• [Supplied material]:
════════

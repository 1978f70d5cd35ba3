use std::collections::HashMap;
use std::fmt;

use serde::{Deserialize, Serialize};

use super::common::{deserialize_id, deserialize_opt_id};
use crate::{CertManagerError, Result};

/// Longest reason the API accepts for replacement and revocation
pub const MAX_REASON_LEN: usize = 511;

/// API error codes meaning the certificate is still being issued
pub const PENDING_CODES: &[i64] = &[0, -183];

/// API error codes meaning the certificate was revoked
pub const REVOKED_CODES: &[i64] = &[-192];

/// A certificate type offered to the account
#[derive(Debug, Clone, PartialEq, Eq, Serialize, Deserialize)]
pub struct CertType {
    /// Type ID sent with enrollments
    pub id: u64,

    /// Full type name
    pub name: String,

    /// Allowed terms in days
    #[serde(default)]
    pub terms: Vec<u32>,

    /// Optional description
    #[serde(default)]
    pub description: Option<String>,
}

impl CertType {
    /// Returns true if `term` is allowed for this type
    #[must_use]
    pub fn accepts_term(&self, term: u32) -> bool {
        self.terms.contains(&term)
    }
}

/// Certificate types indexed by name
///
/// Fetched once per lifecycle client and never refreshed.
#[derive(Debug, Clone, Default)]
pub struct CertTypeCatalog {
    types: HashMap<String, CertType>,
}

impl CertTypeCatalog {
    /// Look up a type by its full name
    #[must_use]
    pub fn get(&self, name: &str) -> Option<&CertType> {
        self.types.get(name)
    }

    /// Number of types in the catalog
    #[must_use]
    pub fn len(&self) -> usize {
        self.types.len()
    }

    /// Returns true if the catalog is empty
    #[must_use]
    pub fn is_empty(&self) -> bool {
        self.types.is_empty()
    }

    /// Resolve a type name and check the requested term against it
    pub fn resolve(&self, name: &str, term: u32) -> Result<&CertType> {
        let cert_type = self
            .get(name)
            .ok_or_else(|| CertManagerError::UnknownCertType(name.to_string()))?;

        if !cert_type.accepts_term(term) {
            return Err(CertManagerError::InvalidTerm {
                term,
                valid: cert_type.terms.clone(),
            });
        }

        Ok(cert_type)
    }
}

impl FromIterator<CertType> for CertTypeCatalog {
    fn from_iter<I: IntoIterator<Item = CertType>>(iter: I) -> Self {
        Self {
            types: iter.into_iter().map(|t| (t.name.clone(), t)).collect(),
        }
    }
}

/// A custom field attached to an enrollment
#[derive(Debug, Clone, PartialEq, Eq, Serialize, Deserialize)]
pub struct CustomField {
    /// Field name as configured in the account
    pub name: String,
    /// Field value
    pub value: String,
}

impl CustomField {
    /// Create a custom field
    #[must_use]
    pub fn new(name: impl Into<String>, value: impl Into<String>) -> Self {
        Self {
            name: name.into(),
            value: value.into(),
        }
    }
}

/// Check that every custom field carries a name and a value.
pub fn validate_custom_fields(fields: &[CustomField]) -> Result<()> {
    for (idx, field) in fields.iter().enumerate() {
        if field.name.trim().is_empty() {
            return Err(CertManagerError::InvalidCustomField(format!(
                "entry {idx} has no name"
            )));
        }
        if field.value.is_empty() {
            return Err(CertManagerError::InvalidCustomField(format!(
                "field {:?} has no value",
                field.name
            )));
        }
    }
    Ok(())
}

/// Check a replacement or revocation reason against the server limit.
///
/// Length is counted in characters. Replacement allows an empty reason,
/// revocation does not.
pub fn validate_reason(reason: &str, allow_empty: bool) -> Result<()> {
    if reason.is_empty() && !allow_empty {
        return Err(CertManagerError::InvalidReason(
            "reason must not be empty".into(),
        ));
    }

    let len = reason.chars().count();
    if len > MAX_REASON_LEN {
        return Err(CertManagerError::InvalidReason(format!(
            "reason is {len} characters, limit is {MAX_REASON_LEN}"
        )));
    }

    Ok(())
}

/// Client certificate enrollment
#[derive(Debug, Clone)]
pub struct EnrollRequest {
    /// Full certificate type name, as listed by the type catalog
    pub cert_type_name: String,
    /// PEM encoded CSR
    pub csr: String,
    /// Certificate term in days
    pub term: u32,
    /// Organization to enroll under
    pub org_id: u64,
    /// Person's e-mail
    pub email: String,
    /// Person's phone number
    pub phone: Option<String>,
    /// Additional e-mail addresses
    pub secondary_emails: Vec<String>,
    /// Person's first name
    pub first_name: Option<String>,
    /// Person's middle name
    pub middle_name: Option<String>,
    /// Person's last name
    pub last_name: Option<String>,
    /// Common name; the API builds one from the name parts when absent
    pub common_name: Option<String>,
    /// EduPerson principal name
    pub eppn: Option<String>,
    /// User principal name
    pub upn: Option<String>,
    /// Custom fields
    pub custom_fields: Vec<CustomField>,
}

impl EnrollRequest {
    /// Create an enrollment with the required fields
    #[must_use]
    pub fn new(
        cert_type_name: impl Into<String>,
        csr: impl Into<String>,
        email: impl Into<String>,
        term: u32,
        org_id: u64,
    ) -> Self {
        Self {
            cert_type_name: cert_type_name.into(),
            csr: csr.into(),
            term,
            org_id,
            email: email.into(),
            phone: None,
            secondary_emails: Vec::new(),
            first_name: None,
            middle_name: None,
            last_name: None,
            common_name: None,
            eppn: None,
            upn: None,
            custom_fields: Vec::new(),
        }
    }

    /// Set the phone number
    #[must_use]
    pub fn phone(mut self, phone: impl Into<String>) -> Self {
        self.phone = Some(phone.into());
        self
    }

    /// Add a secondary e-mail
    #[must_use]
    pub fn secondary_email(mut self, email: impl Into<String>) -> Self {
        self.secondary_emails.push(email.into());
        self
    }

    /// Set first and last name
    #[must_use]
    pub fn name(mut self, first: impl Into<String>, last: impl Into<String>) -> Self {
        self.first_name = Some(first.into());
        self.last_name = Some(last.into());
        self
    }

    /// Set the middle name
    #[must_use]
    pub fn middle_name(mut self, middle: impl Into<String>) -> Self {
        self.middle_name = Some(middle.into());
        self
    }

    /// Set the common name
    #[must_use]
    pub fn common_name(mut self, cn: impl Into<String>) -> Self {
        self.common_name = Some(cn.into());
        self
    }

    /// Set the EPPN
    #[must_use]
    pub fn eppn(mut self, eppn: impl Into<String>) -> Self {
        self.eppn = Some(eppn.into());
        self
    }

    /// Set the UPN
    #[must_use]
    pub fn upn(mut self, upn: impl Into<String>) -> Self {
        self.upn = Some(upn.into());
        self
    }

    /// Add a custom field
    #[must_use]
    pub fn custom_field(mut self, name: impl Into<String>, value: impl Into<String>) -> Self {
        self.custom_fields.push(CustomField::new(name, value));
        self
    }
}

/// Order identifiers returned by enroll and renew
#[derive(Debug, Clone, PartialEq, Eq, Serialize, Deserialize)]
#[serde(rename_all = "camelCase")]
pub struct OrderReference {
    /// Order number (obsolete, prefer `backend_cert_id`)
    #[serde(default, deserialize_with = "deserialize_opt_id")]
    pub order_number: Option<String>,

    /// Certificate ID used by collect, replace and revoke
    #[serde(deserialize_with = "deserialize_id")]
    pub backend_cert_id: String,
}

/// Client certificate record from the list endpoints
#[derive(Debug, Clone, Serialize, Deserialize)]
#[serde(rename_all = "camelCase")]
pub struct SmimeCertificate {
    /// Certificate ID
    #[serde(default, deserialize_with = "deserialize_opt_id")]
    pub id: Option<String>,

    /// Order number
    #[serde(default, deserialize_with = "deserialize_opt_id")]
    pub order_number: Option<String>,

    /// Backend certificate ID
    #[serde(default, deserialize_with = "deserialize_opt_id")]
    pub backend_cert_id: Option<String>,

    /// Certificate state (e.g. issued, revoked)
    #[serde(default)]
    pub state: Option<String>,

    /// Serial number
    #[serde(default)]
    pub serial_number: Option<String>,

    /// Expiry date
    #[serde(default)]
    pub expires: Option<String>,

    /// Fields this client does not model
    #[serde(flatten)]
    pub extra: serde_json::Map<String, serde_json::Value>,
}

/// Filter for listing client certificates
#[derive(Debug, Clone, Default, PartialEq, Eq)]
pub struct SmimeFilter {
    /// Person e-mail
    pub email: Option<String>,
    /// Common name
    pub common_name: Option<String>,
    /// Organization ID
    pub org_id: Option<u64>,
    /// Certificate type ID
    pub cert_type_id: Option<u64>,
    /// Serial number
    pub serial_number: Option<String>,
}

impl SmimeFilter {
    /// Translate into API query parameters
    #[must_use]
    pub fn to_query(&self) -> Vec<(&'static str, String)> {
        let mut params = Vec::new();
        if let Some(ref email) = self.email {
            params.push(("email", email.clone()));
        }
        if let Some(ref cn) = self.common_name {
            params.push(("commonName", cn.clone()));
        }
        if let Some(org_id) = self.org_id {
            params.push(("orgId", org_id.to_string()));
        }
        if let Some(type_id) = self.cert_type_id {
            params.push(("typeId", type_id.to_string()));
        }
        if let Some(ref serial) = self.serial_number {
            params.push(("serialNumber", serial.clone()));
        }
        params
    }
}

/// Output format for certificate collection
#[derive(Debug, Clone, Copy, PartialEq, Eq, Hash, Serialize, Deserialize)]
pub enum CollectFormat {
    /// PKCS#7 chain, base64
    #[serde(rename = "x509")]
    X509,
    /// Certificate only, base64
    #[serde(rename = "x509CO")]
    X509CertOnly,
    /// PKCS#7, base64
    #[serde(rename = "base64")]
    Base64,
    /// PKCS#7, binary
    #[serde(rename = "bin")]
    Binary,
    /// Intermediates and root, base64
    #[serde(rename = "x509IO")]
    X509IntermediatesOnly,
    /// Intermediates and root, reversed order, base64
    #[serde(rename = "x509IOR")]
    X509IntermediatesReversed,
}

impl CollectFormat {
    /// Query parameter value
    #[must_use]
    pub const fn as_str(self) -> &'static str {
        match self {
            Self::X509 => "x509",
            Self::X509CertOnly => "x509CO",
            Self::Base64 => "base64",
            Self::Binary => "bin",
            Self::X509IntermediatesOnly => "x509IO",
            Self::X509IntermediatesReversed => "x509IOR",
        }
    }
}

impl fmt::Display for CollectFormat {
    fn fmt(&self, f: &mut fmt::Formatter<'_>) -> fmt::Result {
        f.write_str(self.as_str())
    }
}

/// Revocation reason codes accepted by the API
///
/// The numbering follows RFC 5280; codes 2 and above 5 are not accepted.
#[derive(Debug, Clone, Copy, PartialEq, Eq, Hash)]
#[repr(u8)]
pub enum RevocationReason {
    /// No specific reason
    Unspecified = 0,
    /// Private key was exposed
    KeyCompromise = 1,
    /// Subject's affiliation changed
    AffiliationChanged = 3,
    /// Certificate was replaced
    Superseded = 4,
    /// Certificate is no longer needed
    CessationOfOperation = 5,
}

impl RevocationReason {
    /// Numeric code sent to the API
    #[must_use]
    pub const fn code(self) -> u8 {
        self as u8
    }
}

impl TryFrom<u8> for RevocationReason {
    type Error = CertManagerError;

    fn try_from(code: u8) -> Result<Self> {
        match code {
            0 => Ok(Self::Unspecified),
            1 => Ok(Self::KeyCompromise),
            3 => Ok(Self::AffiliationChanged),
            4 => Ok(Self::Superseded),
            5 => Ok(Self::CessationOfOperation),
            other => Err(CertManagerError::InvalidReasonCode(other)),
        }
    }
}

/// Certificate addressed by ID or by serial number
#[derive(Debug, Clone, PartialEq, Eq)]
pub enum CertificateRef {
    /// Backend certificate ID
    CertId(String),
    /// Certificate serial number
    Serial(String),
}

impl CertificateRef {
    /// Build from optional parts; exactly one must be given.
    pub fn from_parts(cert_id: Option<&str>, serial: Option<&str>) -> Result<Self> {
        match (non_empty(cert_id), non_empty(serial)) {
            (Some(id), None) => Ok(Self::CertId(id.to_string())),
            (None, Some(serial)) => Ok(Self::Serial(serial.to_string())),
            (Some(_), Some(_)) => Err(CertManagerError::ConflictingIdentifiers(
                "certificate ID and serial number",
            )),
            (None, None) => Err(CertManagerError::MissingIdentifier(
                "certificate ID or serial number",
            )),
        }
    }
}

/// Renewal addressed by order number or by serial number
#[derive(Debug, Clone, PartialEq, Eq)]
pub enum RenewTarget {
    /// Order number
    OrderNumber(String),
    /// Certificate serial number
    Serial(String),
}

impl RenewTarget {
    /// Build from optional parts; exactly one must be given.
    pub fn from_parts(order_number: Option<&str>, serial: Option<&str>) -> Result<Self> {
        match (non_empty(order_number), non_empty(serial)) {
            (Some(order), None) => Ok(Self::OrderNumber(order.to_string())),
            (None, Some(serial)) => Ok(Self::Serial(serial.to_string())),
            (Some(_), Some(_)) => Err(CertManagerError::ConflictingIdentifiers(
                "order number and serial number",
            )),
            (None, None) => Err(CertManagerError::MissingIdentifier(
                "order number or serial number",
            )),
        }
    }
}

fn non_empty(value: Option<&str>) -> Option<&str> {
    value.filter(|v| !v.is_empty())
}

════════

Once you have checked the entries above, say how many lines include the word "true", and nothing beyond the number.

2